She turned upon him.
“You, too! You weren’t at Lyndwood, were you? . . . Doubts!” she went on fiercely, her eyes flashing once more upon Maraton. “How can you fire their blood if there are doubts in your heart? So long these people have waited. No wonder their hearts are sick and their brains are clogged, their will is tired. Prophet after prophet they have followed blindly through the wilderness. Always it has been the prophet who has been caught up into the easier ways, and the people who have sunk back into misery.”
She fell suddenly upon her knees. Before he could stop her, she was at his feet, her face straining up to his.
“Forgive me!” she cried. “For the love of the women and the little children, don’t fail us now! If you don’t say the word to-night, it will never be spoken, never in your day nor mine. It isn’t legislation they want any more. It’s revolution, the cleansing fires! The land where the sun shines lies on the other side of the terrible way. Lead them across. Don’t try the devious paths. They have filled you with the poison of common sense. It isn’t common sense that’s wanted. It’s only an earthquake can bring out the spirit of the people and make them see and hold what belongs to them.”
Maraton lifted her up. Her body was quivering. She lay, for a moment, passive in his arms. Then she sprang away. She stood with her back to him, looking out of the window.
“The streets are full of people,” she said quietly. “Their eyes are all turned here. Poor people!”
Maraton crossed the room and stood by her side. He spoke very gently. He even took her hand, which lay like a lump of ice in his.
“Julia,” he whispered, “you lose hope and trust too soon.”
“You have spoken of doubts,” she answered, in a low tone. “The prophet has no doubts.”

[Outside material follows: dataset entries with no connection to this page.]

pub mod buffer;
pub mod chunk_codec;
pub mod header;
pub mod hilbert;
pub mod palette_order;
pub mod reader;
pub mod writer;

pub use chunk_codec::{decode_chunk, encode_chunk};
pub use hilbert::BlockLayout;
pub use reader::ScarifReader;
pub use writer::{EncodeStats, EncoderOptions, ScarifWriter};
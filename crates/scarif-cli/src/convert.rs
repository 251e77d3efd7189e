use crate::config::ConvertConfig;
use futures::future::join_all;
use scarif_common::{Coord2, RegionId, Result, ScarifError};
use scarif_format::{EncodeStats, ScarifWriter};
use scarif_logger::log;
use scarif_logger::LogSeverity::{Debug, Error, Info, Warning};
use scarif_world::{Chunk, Registry, World};
use std::collections::BTreeMap;
use std::sync::Arc;
use tokio::sync::{Mutex, Semaphore};

/// Runs one conversion: load the selected regions, then encode and write the container.
pub async fn run(config: ConvertConfig) -> Result<EncodeStats> {
    let world_path = config.world.clone();
    let world = tokio::task::spawn_blocking(move || World::open(world_path))
        .await
        .map_err(join_error)??;
    log(
        format!(
            "Opened {} (data version {})",
            world.path().display(),
            world.data_version
        ),
        Info,
    );

    if let Some(path) = &config.registry {
        let registry = Registry::load(path)?;
        let blocks = registry.block_map().map(|map| map.len()).unwrap_or(0);
        log(
            format!(
                "Registry version {}: {} tables, {} block ids",
                registry.version,
                registry.names().count(),
                blocks
            ),
            Info,
        );
    }

    let ids = match &config.regions {
        Some(coords) => coords
            .iter()
            .map(|coord| RegionId::new(*coord, config.dimension.clone()))
            .collect(),
        None => world.region_ids(config.dimension.as_deref())?,
    };
    log(format!("Loading {} region files", ids.len()), Info);

    let chunks = load_chunks(Arc::new(world), ids, config.workers).await;
    log(format!("Loaded {} chunks", chunks.len()), Info);

    let output = config.output.clone();
    let options = config.encoder;
    let stats = tokio::task::spawn_blocking(move || {
        let mut writer = ScarifWriter::new(options);
        writer.add_chunks(chunks.values())?;
        writer.write(&output)
    })
    .await
    .map_err(join_error)??;

    log(
        format!(
            "Wrote {} chunks ({} unique) in {} regions, {} blocks, {} bytes",
            stats.chunks, stats.unique_blobs, stats.regions, stats.blocks, stats.bytes
        ),
        Info,
    );
    Ok(stats)
}

/// Loads region files on the blocking pool, at most `workers` at a time. A region that
/// fails to load is logged and contributes no chunks.
pub async fn load_chunks(world: Arc<World>, ids: Vec<RegionId>, workers: usize) -> BTreeMap<Coord2, Chunk> {
    let semaphore = Arc::new(Semaphore::new(workers.max(1)));
    let merged = Arc::new(Mutex::new(BTreeMap::new()));

    let tasks = ids.into_iter().map(|id| {
        let semaphore = semaphore.clone();
        let merged = merged.clone();
        let world = world.clone();
        tokio::spawn(async move {
            let _permit = match semaphore.acquire_owned().await {
                Ok(permit) => permit,
                Err(_) => return,
            };

            let coord = id.coord;
            let loaded = tokio::task::spawn_blocking(move || world.load_region(&id)).await;
            match loaded {
                Ok(Ok(Some(region))) => {
                    log(
                        format!("Region {}: {} chunks", coord, region.chunks.len()),
                        Debug,
                    );
                    merged.lock().await.extend(region.chunks);
                }
                Ok(Ok(None)) => log(format!("Region {} does not exist", coord), Warning),
                Ok(Err(err)) => log(format!("Region {} failed to load: {}", coord, err), Error),
                Err(err) => log(format!("Region {} worker failed: {}", coord, err), Error),
            }
        })
    });

    for joined in join_all(tasks).await {
        if let Err(err) = joined {
            log(format!("Region task failed: {}", err), Error);
        }
    }

    let mut guard = merged.lock().await;
    std::mem::take(&mut *guard)
}

fn join_error(err: tokio::task::JoinError) -> ScarifError {
    ScarifError::IoError(std::io::Error::new(std::io::ErrorKind::Other, err.to_string()))
}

There was a sound of voices outside, of heavy footsteps on the stairs. They heard Graveling’s loud, unpleasant voice. The delegates had arrived!
Maraton, with the peculiar sensitiveness of the artist to an altered atmosphere, was keenly conscious of the change when Julia had left the room and the delegates had entered. One by one they shook hands with Maraton and took their places around the table. They had no appearance of men charged with a great mission. Henneford, who had met them at the station, was beaming with hospitality. Peter Dale was full of gruff good-humour and jokes. Graveling alone entered with a scowl and sat with folded arms and the air of a dissentient. Borden, who complained of feeling train-sick, insisted upon drinks being served, and Culvain, with a notebook upon his knee, ostentatiously sharpened a pencil. It was very much like a meeting of a parish council. Ross alone amongst the delegates had the absorbed air of a man on the threshold of great things, and Aaron, from his seat behind Maraton, watched his master all the time with strained and passionate attention.